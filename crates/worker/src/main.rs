use std::sync::Arc;

use scopesync_core::settings::SettingsOverlay;
use scopesync_core::types::DbId;
use scopesync_engine::{
    EngineConfig, FileCacheStore, MembershipDirectory, MemorySettingsStore, PgSettingsStore,
    RemoteSettingsStore, SyncEngine, TracingSink,
};
use tokio::io::{AsyncBufReadExt, BufReader};
use tracing_subscriber::{layer::SubscriberExt, util::SubscriberInitExt};

#[tokio::main]
async fn main() {
    dotenvy::dotenv().ok();

    // --- Tracing ---
    tracing_subscriber::registry()
        .with(
            tracing_subscriber::EnvFilter::try_from_default_env()
                .unwrap_or_else(|_| "scopesync_worker=debug,scopesync_engine=debug".into()),
        )
        .with(tracing_subscriber::fmt::layer())
        .init();

    // --- Configuration ---
    let config = EngineConfig::from_env().expect("Invalid settings configuration");
    tracing::info!(
        debounce_ms = config.debounce.as_millis() as u64,
        fallback_window = config.fallback_window,
        cache_dir = %config.cache_dir.display(),
        "Loaded engine configuration"
    );

    // --- Settings store ---
    let (store, directory): (Arc<dyn RemoteSettingsStore>, Arc<dyn MembershipDirectory>) =
        match std::env::var("DATABASE_URL") {
            Ok(database_url) => {
                let pool = scopesync_db::create_pool(&database_url)
                    .await
                    .expect("Failed to connect to database");
                tracing::info!("Database connection pool created");

                scopesync_db::health_check(&pool)
                    .await
                    .expect("Database health check failed");
                tracing::info!("Database health check passed");

                scopesync_db::run_migrations(&pool)
                    .await
                    .expect("Failed to run database migrations");
                tracing::info!("Database migrations applied");

                split(Arc::new(PgSettingsStore::new(pool)))
            }
            Err(_) => {
                tracing::warn!("DATABASE_URL not set; running against an in-memory store");
                split(Arc::new(MemorySettingsStore::new()))
            }
        };

    // --- Cache ---
    let cache = Arc::new(
        FileCacheStore::open(&config.cache_dir).expect("Failed to open settings cache directory"),
    );

    // --- Engine ---
    let engine = SyncEngine::new(config, store, directory, cache, Arc::new(TracingSink));

    // Log every engine event.
    let mut events = engine.subscribe();
    let event_log = tokio::spawn(async move {
        while let Ok(event) = events.recv().await {
            tracing::debug!(
                event_type = %event.event_type,
                generation = event.generation,
                payload = %event.payload,
                "Engine event"
            );
        }
    });

    let tenant_id = env_id("TENANT_ID");
    let principal_id = env_id("PRINCIPAL_ID");
    if let Some(load) = engine.set_scope(tenant_id, principal_id).await {
        if let Err(e) = load.await {
            tracing::error!(error = %e, "Settings load task failed");
        }
    }
    tracing::info!(
        status = engine.status().await.as_str(),
        "Worker ready; reading settings patches from stdin"
    );

    // --- Patch loop ---
    let mut lines = BufReader::new(tokio::io::stdin()).lines();
    loop {
        tokio::select! {
            line = lines.next_line() => match line {
                Ok(Some(line)) if line.trim().is_empty() => continue,
                Ok(Some(line)) => apply_patch(&engine, &line).await,
                Ok(None) => break,
                Err(e) => {
                    tracing::error!(error = %e, "Failed to read stdin");
                    break;
                }
            },
            _ = tokio::signal::ctrl_c() => {
                tracing::info!("Received Ctrl+C");
                break;
            }
        }
    }

    // --- Shutdown ---
    engine.shutdown().await;
    event_log.abort();
    tracing::info!("Worker stopped");
}

async fn apply_patch(engine: &SyncEngine, line: &str) {
    let patch: SettingsOverlay = match serde_json::from_str(line) {
        Ok(patch) => patch,
        Err(e) => {
            tracing::warn!(error = %e, "Ignoring malformed settings patch");
            return;
        }
    };
    match engine.mutate(patch).await {
        Ok(()) => {
            let effective = engine.effective().await;
            match serde_json::to_string(&effective.without_assets()) {
                Ok(json) => println!("{json}"),
                Err(e) => tracing::warn!(error = %e, "Failed to encode effective settings"),
            }
        }
        Err(e) => tracing::warn!(error = %e, "Settings patch rejected"),
    }
}

/// One adapter serves both the record store and the membership directory.
fn split<S>(store: Arc<S>) -> (Arc<dyn RemoteSettingsStore>, Arc<dyn MembershipDirectory>)
where
    S: RemoteSettingsStore + MembershipDirectory + 'static,
{
    let records: Arc<dyn RemoteSettingsStore> = store.clone();
    let members: Arc<dyn MembershipDirectory> = store;
    (records, members)
}

fn env_id(key: &str) -> Option<DbId> {
    let raw = std::env::var(key).ok()?;
    match raw.trim().parse() {
        Ok(id) => Some(id),
        Err(e) => {
            tracing::warn!(key, value = %raw, error = %e, "Ignoring unparseable identity");
            None
        }
    }
}
/// Scoped settings synchronization engine.
///
/// Cheap to clone; clones share state.
#[derive(Clone)]
pub struct SyncEngine {
    inner: Arc<Inner>,
    scheduler: Arc<PersistenceScheduler>,
}

impl SyncEngine {
    /// Build an engine and spawn its persistence task.
    ///
    /// Must be called inside a tokio runtime.
    pub fn new(
        config: EngineConfig,
        store: Arc<dyn RemoteSettingsStore>,
        directory: Arc<dyn MembershipDirectory>,
        cache: Arc<dyn CacheStore>,
        sink: Arc<dyn ApplicationSink>,
    ) -> Self {
        let defaults = Settings::default();
        let inner = Arc::new(Inner {
            gate: config.permission_gate(),
            config,
            defaults: defaults.clone(),
            store,
            directory,
            cache,
            sink,
            events: EventBus::default(),
            state: Mutex::new(EngineState {
                resolver: ScopeResolver::new(),
                status: LoadStatus::Idle,
                role: None,
                tenant: None,
                principal: SettingsOverlay::default(),
                pending: SettingsOverlay::default(),
                colors_dirty: false,
                effective: defaults,
                applied: BTreeSet::new(),
            }),
        });

        let weak: Weak<Inner> = Arc::downgrade(&inner);
        let scheduler = PersistenceScheduler::spawn(inner.config.debounce, move |tag| {
            let weak = weak.clone();
            async move {
                if let Some(inner) = weak.upgrade() {
                    inner.flush(tag).await;
                }
            }
        });

        Self {
            inner,
            scheduler: Arc::new(scheduler),
        }
    }

    /// Feed the active tenant and principal identities.
    ///
    /// Returns the handle of the spawned load task when both identities are
    /// present and differ from the current ones. Absent identities reset the
    /// engine to defaults and clear every color override.
    pub async fn set_scope(
        &self,
        tenant_id: Option<TenantId>,
        principal_id: Option<PrincipalId>,
    ) -> Option<JoinHandle<()>> {
        let mut state = self.inner.state.lock().await;
        let change = state.resolver.resolve(tenant_id, principal_id);
        self.inner.enter(&mut state, change, &self.scheduler)
    }

    /// Re-run the load pipeline for the current scope under a new generation.
    pub async fn reload(&self) -> Option<JoinHandle<()>> {
        let mut state = self.inner.state.lock().await;
        let change = state.resolver.renew();
        self.inner.enter(&mut state, change, &self.scheduler)
    }

    /// Apply a local edit and schedule its write-back.
    ///
    /// The edit is visible immediately. It is persisted once the debounce
    /// window elapses, provided the scope is still the same and fully loaded.
    /// Edits made while the load is in flight are replayed over the remote
    /// records when it commits and written after that. Edits without an
    /// active scope are ignored.
    pub async fn mutate(&self, patch: SettingsOverlay) -> SyncResult<()> {
        patch.validate()?;
        if patch.is_empty() {
            return Ok(());
        }

        let mut state = self.inner.state.lock().await;
        if state.resolver.current().is_none() {
            tracing::debug!("Ignoring settings edit without an active scope");
            return Ok(());
        }

        state.principal.layer(&patch);
        if matches!(state.status, LoadStatus::Idle | LoadStatus::Hydrated) {
            state.pending.layer(&patch);
        }
        self.inner.share_colors(&mut state, &patch);
        self.inner.apply(&mut state);

        let generation = state.resolver.generation();
        drop(state);

        if !self.scheduler.schedule(generation) {
            tracing::warn!(%generation, "Persistence scheduler stopped; edit will not be saved");
        }
        Ok(())
    }

    /// The current effective settings.
    pub async fn effective(&self) -> Settings {
        self.inner.state.lock().await.effective.clone()
    }

    pub async fn status(&self) -> LoadStatus {
        self.inner.state.lock().await.status
    }

    pub async fn generation(&self) -> Generation {
        self.inner.state.lock().await.resolver.generation()
    }

    /// The principal's role in the current tenant, if known.
    pub async fn role(&self) -> Option<String> {
        self.inner.state.lock().await.role.clone()
    }

    /// Subscribe to engine lifecycle events.
    pub fn subscribe(&self) -> broadcast::Receiver<SettingsEvent> {
        self.inner.events.subscribe()
    }

    /// Stop the persistence task, flushing a pending edit first.
    pub async fn shutdown(&self) {
        self.scheduler.shutdown().await;
        tracing::info!("Settings engine stopped");
    }
}
//! Pure domain layer for scoped configuration sync.
//!
//! Nothing in this crate performs I/O. It owns the settings data model,
//! the merge rules, color token translation and the write permission gate.

pub mod color;
pub mod error;
pub mod merge;
pub mod roles;
pub mod scope;
pub mod settings;
pub mod types;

--------------------

(What the task asks) Lines with the word "Some" in the data need counting; report the count alone.

(Response area) 5